Saved data entries:
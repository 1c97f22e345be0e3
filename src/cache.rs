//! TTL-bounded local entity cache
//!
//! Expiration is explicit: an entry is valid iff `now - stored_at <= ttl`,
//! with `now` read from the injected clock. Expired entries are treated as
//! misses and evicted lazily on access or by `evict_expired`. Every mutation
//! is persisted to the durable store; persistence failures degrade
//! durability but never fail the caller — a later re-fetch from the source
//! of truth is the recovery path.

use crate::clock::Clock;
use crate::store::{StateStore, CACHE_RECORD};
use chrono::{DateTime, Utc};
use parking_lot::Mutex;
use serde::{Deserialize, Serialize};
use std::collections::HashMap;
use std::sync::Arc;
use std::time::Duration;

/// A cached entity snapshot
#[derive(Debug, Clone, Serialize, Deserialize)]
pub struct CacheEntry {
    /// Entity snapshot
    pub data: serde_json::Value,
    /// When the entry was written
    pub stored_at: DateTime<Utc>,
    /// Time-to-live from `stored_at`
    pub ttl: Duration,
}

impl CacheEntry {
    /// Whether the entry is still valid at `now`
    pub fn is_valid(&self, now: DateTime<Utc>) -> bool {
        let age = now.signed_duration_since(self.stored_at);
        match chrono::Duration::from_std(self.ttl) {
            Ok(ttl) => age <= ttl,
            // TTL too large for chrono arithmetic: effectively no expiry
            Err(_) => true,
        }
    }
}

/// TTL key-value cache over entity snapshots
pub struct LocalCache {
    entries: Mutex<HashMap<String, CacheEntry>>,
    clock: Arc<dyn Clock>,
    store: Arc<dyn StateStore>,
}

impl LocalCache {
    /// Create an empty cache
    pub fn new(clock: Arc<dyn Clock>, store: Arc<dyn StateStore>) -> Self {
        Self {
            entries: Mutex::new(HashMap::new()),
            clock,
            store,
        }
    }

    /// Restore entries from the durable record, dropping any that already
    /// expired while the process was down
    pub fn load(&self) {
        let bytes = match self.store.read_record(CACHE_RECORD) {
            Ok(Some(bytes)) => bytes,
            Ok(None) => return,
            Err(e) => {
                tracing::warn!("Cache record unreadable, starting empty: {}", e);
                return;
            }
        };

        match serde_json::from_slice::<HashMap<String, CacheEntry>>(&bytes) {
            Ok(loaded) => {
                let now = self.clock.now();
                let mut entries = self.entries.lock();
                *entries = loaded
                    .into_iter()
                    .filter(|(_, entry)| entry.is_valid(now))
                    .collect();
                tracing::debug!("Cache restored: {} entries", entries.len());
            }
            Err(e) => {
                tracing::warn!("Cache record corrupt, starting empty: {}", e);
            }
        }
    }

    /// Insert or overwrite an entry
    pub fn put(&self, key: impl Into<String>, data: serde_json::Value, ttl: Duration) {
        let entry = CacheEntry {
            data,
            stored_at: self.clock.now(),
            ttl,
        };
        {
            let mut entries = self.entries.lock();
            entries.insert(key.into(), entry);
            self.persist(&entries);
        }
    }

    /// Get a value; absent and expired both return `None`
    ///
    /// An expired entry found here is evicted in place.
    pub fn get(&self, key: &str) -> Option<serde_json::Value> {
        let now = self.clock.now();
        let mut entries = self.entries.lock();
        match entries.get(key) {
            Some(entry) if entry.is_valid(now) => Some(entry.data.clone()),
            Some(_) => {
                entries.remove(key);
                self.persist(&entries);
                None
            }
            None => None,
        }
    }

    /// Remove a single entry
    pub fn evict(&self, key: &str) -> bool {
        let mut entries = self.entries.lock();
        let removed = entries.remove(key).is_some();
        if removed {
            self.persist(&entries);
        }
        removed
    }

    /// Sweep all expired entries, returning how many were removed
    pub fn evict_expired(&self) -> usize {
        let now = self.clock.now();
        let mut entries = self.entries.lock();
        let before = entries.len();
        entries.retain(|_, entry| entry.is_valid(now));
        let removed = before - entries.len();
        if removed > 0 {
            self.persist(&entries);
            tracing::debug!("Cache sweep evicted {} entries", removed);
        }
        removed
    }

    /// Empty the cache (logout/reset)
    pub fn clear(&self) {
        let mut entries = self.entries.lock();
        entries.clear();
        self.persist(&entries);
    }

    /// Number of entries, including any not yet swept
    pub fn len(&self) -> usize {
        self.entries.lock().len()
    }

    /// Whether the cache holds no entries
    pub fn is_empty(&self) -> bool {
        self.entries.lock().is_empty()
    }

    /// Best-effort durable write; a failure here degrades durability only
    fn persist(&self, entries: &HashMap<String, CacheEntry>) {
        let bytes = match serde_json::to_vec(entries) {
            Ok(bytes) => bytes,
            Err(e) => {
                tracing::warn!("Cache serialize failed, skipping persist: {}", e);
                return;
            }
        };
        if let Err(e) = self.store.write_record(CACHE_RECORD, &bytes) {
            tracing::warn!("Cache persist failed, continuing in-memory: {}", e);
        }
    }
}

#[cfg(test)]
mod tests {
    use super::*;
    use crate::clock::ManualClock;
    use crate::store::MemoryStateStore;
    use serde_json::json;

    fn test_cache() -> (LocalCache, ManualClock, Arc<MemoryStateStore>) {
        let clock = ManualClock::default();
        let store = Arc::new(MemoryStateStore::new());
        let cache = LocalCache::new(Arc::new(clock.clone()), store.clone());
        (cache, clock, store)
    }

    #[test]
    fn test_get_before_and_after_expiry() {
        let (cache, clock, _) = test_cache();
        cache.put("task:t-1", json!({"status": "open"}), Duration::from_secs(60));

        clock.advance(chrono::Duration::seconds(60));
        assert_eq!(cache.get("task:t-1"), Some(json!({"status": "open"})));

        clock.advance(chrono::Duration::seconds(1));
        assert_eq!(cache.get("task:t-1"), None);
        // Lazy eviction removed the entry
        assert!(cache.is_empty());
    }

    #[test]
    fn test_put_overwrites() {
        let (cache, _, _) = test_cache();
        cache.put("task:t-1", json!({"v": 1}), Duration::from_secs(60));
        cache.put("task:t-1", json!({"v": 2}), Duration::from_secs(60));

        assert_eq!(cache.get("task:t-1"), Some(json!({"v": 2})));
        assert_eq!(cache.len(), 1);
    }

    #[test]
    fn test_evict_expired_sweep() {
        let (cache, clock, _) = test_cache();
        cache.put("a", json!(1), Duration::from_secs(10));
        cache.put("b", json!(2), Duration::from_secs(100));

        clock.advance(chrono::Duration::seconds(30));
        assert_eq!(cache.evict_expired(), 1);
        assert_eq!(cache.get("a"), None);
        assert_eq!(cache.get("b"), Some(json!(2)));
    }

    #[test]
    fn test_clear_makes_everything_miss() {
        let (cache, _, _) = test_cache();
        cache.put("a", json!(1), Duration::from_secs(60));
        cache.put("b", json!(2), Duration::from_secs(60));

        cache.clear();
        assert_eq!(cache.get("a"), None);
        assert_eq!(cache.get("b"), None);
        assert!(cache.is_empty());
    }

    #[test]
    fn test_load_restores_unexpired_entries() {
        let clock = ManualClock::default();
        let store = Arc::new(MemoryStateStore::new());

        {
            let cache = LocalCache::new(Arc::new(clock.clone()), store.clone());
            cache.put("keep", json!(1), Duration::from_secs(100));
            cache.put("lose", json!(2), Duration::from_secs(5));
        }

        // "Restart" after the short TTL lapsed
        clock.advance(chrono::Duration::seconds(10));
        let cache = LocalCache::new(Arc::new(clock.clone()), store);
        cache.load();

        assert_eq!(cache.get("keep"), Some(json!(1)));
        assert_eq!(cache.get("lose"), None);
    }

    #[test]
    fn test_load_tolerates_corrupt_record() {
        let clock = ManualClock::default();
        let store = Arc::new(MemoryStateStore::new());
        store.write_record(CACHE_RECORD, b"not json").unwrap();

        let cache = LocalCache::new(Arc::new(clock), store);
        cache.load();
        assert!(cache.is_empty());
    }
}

WHAT THE EXERCISE ASKS: All records are to be written out exactly.

EXERCISE RESPONSE:
repository 1c97f22e345be0e3
filename src/cache.rs
//! TTL-bounded local entity cache
//!
//! Expiration is explicit: an entry is valid iff `now - stored_at <= ttl`,
//! with `now` read from the injected clock. Expired entries are treated as
//! misses and evicted lazily on access or by `evict_expired`. Every mutation
//! is persisted to the durable store; persistence failures degrade
//! durability but never fail the caller — a later re-fetch from the source
//! of truth is the recovery path.

use crate::clock::Clock;
use crate::store::{StateStore, CACHE_RECORD};
use chrono::{DateTime, Utc};
use parking_lot::Mutex;
use serde::{Deserialize, Serialize};
use std::collections::HashMap;
use std::sync::Arc;
use std::time::Duration;

/// A cached entity snapshot
#[derive(Debug, Clone, Serialize, Deserialize)]
pub struct CacheEntry {
    /// Entity snapshot
    pub data: serde_json::Value,
    /// When the entry was written
    pub stored_at: DateTime<Utc>,
    /// Time-to-live from `stored_at`
    pub ttl: Duration,
}

impl CacheEntry {
    /// Whether the entry is still valid at `now`
    pub fn is_valid(&self, now: DateTime<Utc>) -> bool {
        let age = now.signed_duration_since(self.stored_at);
        match chrono::Duration::from_std(self.ttl) {
            Ok(ttl) => age <= ttl,
            // TTL too large for chrono arithmetic: effectively no expiry
            Err(_) => true,
        }
    }
}

/// TTL key-value cache over entity snapshots
pub struct LocalCache {
    entries: Mutex<HashMap<String, CacheEntry>>,
    clock: Arc<dyn Clock>,
    store: Arc<dyn StateStore>,
}

impl LocalCache {
    /// Create an empty cache
    pub fn new(clock: Arc<dyn Clock>, store: Arc<dyn StateStore>) -> Self {
        Self {
            entries: Mutex::new(HashMap::new()),
            clock,
            store,
        }
    }

    /// Restore entries from the durable record, dropping any that already
    /// expired while the process was down
    pub fn load(&self) {
        let bytes = match self.store.read_record(CACHE_RECORD) {
            Ok(Some(bytes)) => bytes,
            Ok(None) => return,
            Err(e) => {
                tracing::warn!("Cache record unreadable, starting empty: {}", e);
                return;
            }
        };

        match serde_json::from_slice::<HashMap<String, CacheEntry>>(&bytes) {
            Ok(loaded) => {
                let now = self.clock.now();
                let mut entries = self.entries.lock();
                *entries = loaded
                    .into_iter()
                    .filter(|(_, entry)| entry.is_valid(now))
                    .collect();
                tracing::debug!("Cache restored: {} entries", entries.len());
            }
            Err(e) => {
                tracing::warn!("Cache record corrupt, starting empty: {}", e);
            }
        }
    }

    /// Insert or overwrite an entry
    pub fn put(&self, key: impl Into<String>, data: serde_json::Value, ttl: Duration) {
        let entry = CacheEntry {
            data,
            stored_at: self.clock.now(),
            ttl,
        };
        {
            let mut entries = self.entries.lock();
            entries.insert(key.into(), entry);
            self.persist(&entries);
        }
    }

    /// Get a value; absent and expired both return `None`
    ///
    /// An expired entry found here is evicted in place.
    pub fn get(&self, key: &str) -> Option<serde_json::Value> {
        let now = self.clock.now();
        let mut entries = self.entries.lock();
        match entries.get(key) {
            Some(entry) if entry.is_valid(now) => Some(entry.data.clone()),
            Some(_) => {
                entries.remove(key);
                self.persist(&entries);
                None
            }
            None => None,
        }
    }

    /// Remove a single entry
    pub fn evict(&self, key: &str) -> bool {
        let mut entries = self.entries.lock();
        let removed = entries.remove(key).is_some();
        if removed {
            self.persist(&entries);
        }
        removed
    }

    /// Sweep all expired entries, returning how many were removed
    pub fn evict_expired(&self) -> usize {
        let now = self.clock.now();
        let mut entries = self.entries.lock();
        let before = entries.len();
        entries.retain(|_, entry| entry.is_valid(now));
        let removed = before - entries.len();
        if removed > 0 {
            self.persist(&entries);
            tracing::debug!("Cache sweep evicted {} entries", removed);
        }
        removed
    }

    /// Empty the cache (logout/reset)
    pub fn clear(&self) {
        let mut entries = self.entries.lock();
        entries.clear();
        self.persist(&entries);
    }

    /// Number of entries, including any not yet swept
    pub fn len(&self) -> usize {
        self.entries.lock().len()
    }

    /// Whether the cache holds no entries
    pub fn is_empty(&self) -> bool {
        self.entries.lock().is_empty()
    }

    /// Best-effort durable write; a failure here degrades durability only
    fn persist(&self, entries: &HashMap<String, CacheEntry>) {
        let bytes = match serde_json::to_vec(entries) {
            Ok(bytes) => bytes,
            Err(e) => {
                tracing::warn!("Cache serialize failed, skipping persist: {}", e);
                return;
            }
        };
        if let Err(e) = self.store.write_record(CACHE_RECORD, &bytes) {
            tracing::warn!("Cache persist failed, continuing in-memory: {}", e);
        }
    }
}

#[cfg(test)]
mod tests {
    use super::*;
    use crate::clock::ManualClock;
    use crate::store::MemoryStateStore;
    use serde_json::json;

    fn test_cache() -> (LocalCache, ManualClock, Arc<MemoryStateStore>) {
        let clock = ManualClock::default();
        let store = Arc::new(MemoryStateStore::new());
        let cache = LocalCache::new(Arc::new(clock.clone()), store.clone());
        (cache, clock, store)
    }

    #[test]
    fn test_get_before_and_after_expiry() {
        let (cache, clock, _) = test_cache();
        cache.put("task:t-1", json!({"status": "open"}), Duration::from_secs(60));

        clock.advance(chrono::Duration::seconds(60));
        assert_eq!(cache.get("task:t-1"), Some(json!({"status": "open"})));

        clock.advance(chrono::Duration::seconds(1));
        assert_eq!(cache.get("task:t-1"), None);
        // Lazy eviction removed the entry
        assert!(cache.is_empty());
    }

    #[test]
    fn test_put_overwrites() {
        let (cache, _, _) = test_cache();
        cache.put("task:t-1", json!({"v": 1}), Duration::from_secs(60));
        cache.put("task:t-1", json!({"v": 2}), Duration::from_secs(60));

        assert_eq!(cache.get("task:t-1"), Some(json!({"v": 2})));
        assert_eq!(cache.len(), 1);
    }

    #[test]
    fn test_evict_expired_sweep() {
        let (cache, clock, _) = test_cache();
        cache.put("a", json!(1), Duration::from_secs(10));
        cache.put("b", json!(2), Duration::from_secs(100));

        clock.advance(chrono::Duration::seconds(30));
        assert_eq!(cache.evict_expired(), 1);
        assert_eq!(cache.get("a"), None);
        assert_eq!(cache.get("b"), Some(json!(2)));
    }

    #[test]
    fn test_clear_makes_everything_miss() {
        let (cache, _, _) = test_cache();
        cache.put("a", json!(1), Duration::from_secs(60));
        cache.put("b", json!(2), Duration::from_secs(60));

        cache.clear();
        assert_eq!(cache.get("a"), None);
        assert_eq!(cache.get("b"), None);
        assert!(cache.is_empty());
    }

    #[test]
    fn test_load_restores_unexpired_entries() {
        let clock = ManualClock::default();
        let store = Arc::new(MemoryStateStore::new());

        {
            let cache = LocalCache::new(Arc::new(clock.clone()), store.clone());
            cache.put("keep", json!(1), Duration::from_secs(100));
            cache.put("lose", json!(2), Duration::from_secs(5));
        }

        // "Restart" after the short TTL lapsed
        clock.advance(chrono::Duration::seconds(10));
        let cache = LocalCache::new(Arc::new(clock.clone()), store);
        cache.load();

        assert_eq!(cache.get("keep"), Some(json!(1)));
        assert_eq!(cache.get("lose"), None);
    }

    #[test]
    fn test_load_tolerates_corrupt_record() {
        let clock = ManualClock::default();
        let store = Arc::new(MemoryStateStore::new());
        store.write_record(CACHE_RECORD, b"not json").unwrap();

        let cache = LocalCache::new(Arc::new(clock), store);
        cache.load();
        assert!(cache.is_empty());
    }
}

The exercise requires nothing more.